# Hobbies and interests other than exploring



## HistoryBuff (Nov 29, 2022)

I'm curious, and probably most of us are. Aside from your exploring activities, what other interests or hobbies do you spend time on? Pictures would be cool.


----------



## night crawler (Nov 29, 2022)

My exploring days are curtailed unless I find something easy and accessible but I do write a lot of blogs which are listed in my Siggy. I'm Church Crawler so the Church Explorer takes a lot of my time visiting them and taking photo's along with writing the blog. Apart from that I tend to do some work in the garden and make things




You have to do something when you retire


----------



## BikinGlynn (Nov 30, 2022)

Crikey where do I start!
as u prob know I do a fair bit of wildlife photography which goes along side exploring quite nicely.
As you may also of guessed I ride bikes!
Iv rode mountainbike since I was 10 (36yr) also have done fair bit of road riding (I did 328 mile in 24hr about 8yr back but would struggle to do 32 now lol) & ridiculously I started riding bmx a few years back which just hurts!
I do a bit of running just to try & keep fitness but cant do that like I used to cos of dogey back.
My son is 17 & also rides & is getting rather good now, dont u hate it when that happens & u are suddenly struggling to keep up.

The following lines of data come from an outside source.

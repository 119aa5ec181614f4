//! One playable media: configuration, lifecycle, and the get-frame
//! adapter.
//!
//! `Media` translates "give me the frame at time t" into seek/pull
//! decisions against the pipeline's sink:
//!
//! - a request behind the last delivered frame, or further ahead of it
//!   than the seek trigger distance, arms a pipeline seek first;
//! - otherwise the sink is drained forward until a frame past `t`
//!   appears; the last frame at or before `t` is delivered and the
//!   overshooting one is kept for the next call;
//! - at end of stream the most recent frame keeps being served, and the
//!   media only makes progress again through `stop` (or a fresh seek
//!   after it).
//!
//! Delivered frames are `Arc<Frame>`: cloning is cheap, and dropping the
//! last clone releases the payload (for hardware frames, the buffer
//! credit).

use std::sync::Arc;

use tracing::{debug, trace};

use pm_common::{
    EngineError, EngineResult, Frame, MediaConfig, StreamInfo, StreamSelect, Timestamp,
};
use pm_decoder::{HwAccelDecoder, HwBackend, RawVideoDecoder};
use pm_pipeline::{
    Controller, Decoder, FilterChain, PacketSource, PipelineParams, PipelineParts,
};

/// A single media object produced by [`Player::add_media`] or assembled
/// from parts by an embedder.
///
/// [`Player::add_media`]: crate::Player::add_media
pub struct Media {
    config: MediaConfig,
    info: StreamInfo,
    /// Present until the pipeline is configured at first start.
    source: Option<Box<dyn PacketSource>>,
    hw_backend: Option<Box<dyn HwBackend>>,
    controller: Option<Controller>,
    /// Client seek not yet consumed by a get-frame call.
    pending_seek: Option<Timestamp>,
    /// Timestamp of the last delivered frame (the "L" of the seek
    /// trigger rule).
    last_ts: Option<Timestamp>,
    /// Frame pulled past the last request, kept for the next call.
    pulled_ahead: Option<Arc<Frame>>,
    /// Most recently delivered frame, re-served while the request stays
    /// behind `pulled_ahead` and as the end-of-stream fallback.
    last_frame: Option<Arc<Frame>>,
}

impl Media {
    /// Assemble a media from a packet source and its stream description.
    pub fn from_parts(source: Box<dyn PacketSource>, info: StreamInfo) -> Self {
        Self {
            config: MediaConfig::default(),
            info,
            source: Some(source),
            hw_backend: None,
            controller: None,
            pending_seek: None,
            last_ts: None,
            pulled_ahead: None,
            last_frame: None,
        }
    }

    /// Attach a hardware decode backend, used when `auto_hwaccel` is on.
    pub fn with_hw_backend(mut self, backend: Box<dyn HwBackend>) -> Self {
        self.hw_backend = Some(backend);
        self
    }

    pub fn config(&self) -> &MediaConfig {
        &self.config
    }

    pub fn stream_info(&self) -> &StreamInfo {
        &self.info
    }

    /// Set a named option. Options are fixed once the pipeline has been
    /// configured (at the first start).
    pub fn set_option(
        &mut self,
        name: &str,
        value: impl Into<crate::OptionValue>,
    ) -> EngineResult<()> {
        if self.controller.is_some() {
            return Err(EngineError::Unsupported(
                "options are fixed once the pipeline is configured".into(),
            ));
        }
        crate::options::apply(&mut self.config, name, value.into())
    }

    fn ensure_controller(&mut self) -> EngineResult<()> {
        if self.controller.is_some() {
            return Ok(());
        }
        if self.config.avselect == StreamSelect::Audio {
            return Err(EngineError::Unsupported(
                "no audio decoder is built in".into(),
            ));
        }
        let source = self
            .source
            .take()
            .ok_or_else(|| EngineError::External("packet source already consumed".into()))?;

        let decoder: Box<dyn Decoder> = match (self.config.auto_hwaccel, self.hw_backend.take()) {
            (true, Some(backend)) => {
                debug!("using hardware decode backend");
                Box::new(HwAccelDecoder::new(backend))
            }
            (_, backend) => {
                self.hw_backend = backend;
                Box::new(RawVideoDecoder::new(self.info.resolution))
            }
        };

        let trim = (self.config.trim_duration >= 0.0)
            .then(|| Timestamp::from_secs(self.config.trim_duration));
        let filter = Box::new(FilterChain::new(self.config.filters.clone(), trim));

        let params = PipelineParams::from_config(&self.config, self.info.timebase);
        self.controller = Some(Controller::new(
            PipelineParts {
                source,
                decoder,
                filter,
            },
            params,
        ));
        Ok(())
    }

    fn started(&self) -> bool {
        self.controller.as_ref().is_some_and(Controller::started)
    }

    fn start_at(&mut self, skip: Option<Timestamp>) -> EngineResult<()> {
        self.ensure_controller()?;
        self.controller
            .as_mut()
            .expect("controller just ensured")
            .start(skip)
    }

    /// Start the pipeline. No-op when already running. A pending seek
    /// (or the `skip` option) arms the initial position; the seek is
    /// consumed by it, so a later get-frame call measures its own
    /// distance rules from scratch.
    pub fn start(&mut self) -> EngineResult<()> {
        let initial = self.pending_seek.take().or_else(|| {
            (self.config.skip > 0.0).then(|| Timestamp::from_secs(self.config.skip))
        });
        self.start_at(initial)
    }

    /// Stop the pipeline and forget the client-side frame caches.
    /// Idempotent; a later start or get-frame call re-enters cleanly.
    pub fn stop(&mut self) {
        if let Some(controller) = self.controller.as_mut() {
            controller.stop();
        }
        self.last_ts = None;
        self.pulled_ahead = None;
        self.last_frame = None;
    }

    /// Request a seek. Takes effect immediately on a running pipeline
    /// and is remembered either way for the next get-frame call (which
    /// will not re-seek to its own time on top of it).
    pub fn seek(&mut self, secs: f64) {
        let target = Timestamp::from_secs(secs.max(0.0));
        debug!(target = %target, "client seek");
        self.pending_seek = Some(target);
        self.last_ts = None;
        self.pulled_ahead = None;
        self.last_frame = None;
        if self.started() {
            let controller = self.controller.as_ref().expect("started implies controller");
            controller.seek(target);
        }
    }

    /// Deliver the frame whose effective presentation time is the
    /// closest one at or before `secs`. Returns `None` once the stream
    /// has ended before reaching `secs` with nothing buffered, or on a
    /// collapsed pipeline.
    pub fn get_frame(&mut self, secs: f64) -> Option<Arc<Frame>> {
        let target = Timestamp::from_secs(secs.max(0.0));
        trace!(target = %target, "get_frame");
        let explicit = self.pending_seek.take();

        if !self.started() {
            // Fresh entry positions at the explicit target if one is
            // pending, else at the request itself.
            let at = explicit.unwrap_or(target);
            if let Err(err) = self.start_at(Some(at)) {
                debug!(%err, "unable to start pipeline");
                return None;
            }
        } else if explicit.is_none() {
            let reseek = match self.last_ts {
                None => true,
                Some(last) => {
                    target < last
                        || (target - last)
                            > Timestamp::from_secs(self.config.dist_time_seek_trigger)
                }
            };
            if reseek {
                trace!(target = %target, last = ?self.last_ts, "distance triggers a seek");
                let controller = self.controller.as_ref().expect("started implies controller");
                controller.seek(target);
                self.last_ts = None;
                self.pulled_ahead = None;
            }
        }
        // else: a running pipeline was already pointed at the explicit
        // target by seek(); just drain toward the request.

        if let Some(ahead) = &self.pulled_ahead {
            if ahead.pts > target {
                trace!(ahead = %ahead.pts, "request still behind the pulled-ahead frame");
                let frame = self.last_frame.clone();
                if let Some(f) = &frame {
                    self.last_ts = Some(f.pts);
                }
                return frame;
            }
        }

        let mut candidate = self.pulled_ahead.take();
        let controller = self.controller.as_ref().expect("started or just started");
        loop {
            let Some(frame) = controller.pop_frame() else {
                trace!("sink ended before the request time");
                break;
            };
            let frame = Arc::new(frame);
            if frame.pts > target {
                self.pulled_ahead = Some(frame);
                break;
            }
            candidate = Some(frame);
        }

        // At end of stream the last buffered frame is the answer.
        let delivered = candidate.or_else(|| self.last_frame.clone());
        if let Some(frame) = &delivered {
            self.last_ts = Some(frame.pts);
            self.last_frame = Some(frame.clone());
        }
        delivered
    }
}

impl Drop for Media {
    fn drop(&mut self) {
        self.stop();
    }
}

I love cars & have 2 projects on the go which Ill prob never get finished.
Also have house Im doing ground up restoration which Im getting there with but have been there 6yr already lol, its a luxury of living on my own that I dont need to rush. (the girlfriend wouldnt live in my place the state its in lol)

Oh I have a couple of canoes too just cos well u know I may get bored.

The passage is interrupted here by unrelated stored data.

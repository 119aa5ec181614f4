//! End-to-end tests of the hardware decode path.
//!
//! The simulated backend completes decode callbacks on a pool thread,
//! out of presentation order, and (in straggler mode) after the drain
//! wait has returned — the full set of behaviors the reorder buffer,
//! the governor, and the adapter's second wait exist for.

use pm_common::{Resolution, Timestamp};
use pm_player::sim::{SimBackend, SyntheticSource};
use pm_player::Media;

const TEST_RES: Resolution = Resolution {
    width: 64,
    height: 36,
};

fn hw_media(duration_secs: f64, straggler: bool) -> Media {
    let source = SyntheticSource::new(30, 1, duration_secs, TEST_RES);
    let info = source.info();
    let backend = if straggler {
        SimBackend::new(TEST_RES).with_straggler()
    } else {
        SimBackend::new(TEST_RES)
    };
    Media::from_parts(Box::new(source), info).with_hw_backend(Box::new(backend))
}

#[test]
fn hardware_frames_arrive_in_presentation_order() {
    let mut media = hw_media(2.0, false);
    let mut last = None;
    for i in 0..30 {
        let t = i as f64 / 30.0;
        let frame = media.get_frame(t).unwrap_or_else(|| panic!("frame at {t}"));
        assert!(frame.is_hardware(), "hardware payload expected");
        assert!(
            last.map_or(true, |prev| frame.pts >= prev),
            "timestamps must not go backwards: {} after {:?}",
            frame.pts,
            last
        );
        assert_eq!(frame.pts, Timestamp::from_ticks(i, media.stream_info().timebase));
        last = Some(frame.pts);
    }
}

#[test]
fn hardware_path_honors_seeks() {
    let mut media = hw_media(5.0, false);
    media.seek(3.0);
    let frame = media.get_frame(3.1).expect("frame after seek");
    assert!(frame.pts >= Timestamp::from_secs(3.0 - 1.0 / 30.0), "got {}", frame.pts);
    assert!(frame.pts <= Timestamp::from_secs(3.1));
}

#[test]
fn straggler_callbacks_after_drain_are_absorbed() {
    // Every seek drains the session; in straggler mode the final
    // callbacks land after the drain wait reported quiescence, and the
    // adapter's in-flight wait has to absorb them.
    let mut media = hw_media(5.0, true);
    let first = media.get_frame(0.0).expect("first frame");
    assert_eq!(first.pts, Timestamp::ZERO);

    media.seek(2.0);
    let frame = media.get_frame(2.1).expect("frame after straggler drain");
    assert!(frame.pts >= Timestamp::from_secs(2.0 - 1.0 / 30.0));
    assert!(frame.pts <= Timestamp::from_secs(2.1));

    media.seek(4.0);
    let frame = media.get_frame(4.05).expect("second straggler drain");
    assert!(frame.pts >= Timestamp::from_secs(4.0 - 1.0 / 30.0));
    assert!(frame.pts <= Timestamp::from_secs(4.05));
}

#[test]
fn hardware_pixel_budget_shrinks_session_output() {
    let source = SyntheticSource::new(30, 1, 1.0, Resolution::new(1920, 1080));
    let info = source.info();
    let mut media = Media::from_parts(Box::new(source), info)
        .with_hw_backend(Box::new(SimBackend::new(Resolution::new(1920, 1080))));
    media.set_option("max_pixels", 640 * 360).unwrap();

    let frame = media.get_frame(0.0).expect("frame");
    assert!(frame.is_hardware());
    assert_eq!((frame.width, frame.height), (640, 360));
}

#[test]
fn hardware_lifecycle_restarts_cleanly() {
    let mut media = hw_media(2.0, false);
    let first = media.get_frame(0.5).expect("frame");
    assert_eq!(first.pts, Timestamp::from_secs(0.5));
    drop(first);

    media.stop();
    let again = media.get_frame(0.5).expect("frame after restart");
    assert_eq!(again.pts, Timestamp::from_secs(0.5));
}

#[test]
fn hardware_frames_release_on_drop_through_eof() {
    // Run a short stream to completion; every buffer the session handed
    // out is released by frame drops, so teardown does not wedge on the
    // governor.
    let mut media = hw_media(0.5, false);
    let mut frames = 0;
    let mut t = 0.0;
    while let Some(frame) = media.get_frame(t) {
        frames += 1;
        t = frame.pts.as_secs() + 1.0 / 30.0;
        if frame.pts >= Timestamp::from_secs(0.4) {
            break;
        }
    }
    assert!(frames >= 12, "expected most of the stream, got {frames}");
    media.stop();
}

Lifes too short IMO I like to cram as much in & liv life at 100mph but love it!

Anyway only pics I have at work are these few birds & one of my lad at suffolk bike park few months back


----------



## BikinGlynn (Nov 30, 2022)

night crawler said:


> s
> View attachment 520012
> 
> You have to do something when you retire


pretty cool, is that wood? is it hand cut or laser?


----------



## night crawler (Nov 30, 2022)

BikinGlynn said:


> pretty cool, is that wood? is it hand cut or laser?


Dam I hate you. How do you get shots like those of the birds, I struggle with a kite using a 400mm
The brid feeder was basicly done using a circular hand saw a roughter to get the angles right and a jigsaw to cut the shapes out. This is what I am making at the moment, it's neary finished and is a Tit box. The doorways are closed off and a hole for the blue tits to enter added. I had the nesting in the last one till a dam woodpecker opened the holes out last jan and the starlings moved in. The moon gazing hare done with a scroll saw.


----------



## artie (Nov 30, 2022)

I am a biker first and foremost but also enjoy restoring old Mamod steam engines.


----------



## Cuban B. (Nov 30, 2022)

For physical pursuits, I like my martial arts, some hill walking and trying to keep myself in shape. Here's a couple of my speedbags:


----------



## BikinGlynn (Dec 1, 2022)

night crawler said:


> Dam I hate you. How do you get shots like those of the birds, I struggle with a kite using a 400mm
> The brid feeder was basicly done using a circular hand saw a roughter to get the angles right and a jigsaw to cut the shapes out. This is what I am making at the moment, it's neary finished and is a Tit box. The doorways are closed off and a hole for the blue tits to enter added. I had the nesting in the last one till a dam woodpecker opened the holes out last jan and the starlings moved in. The moon gazing hare done with a scroll saw.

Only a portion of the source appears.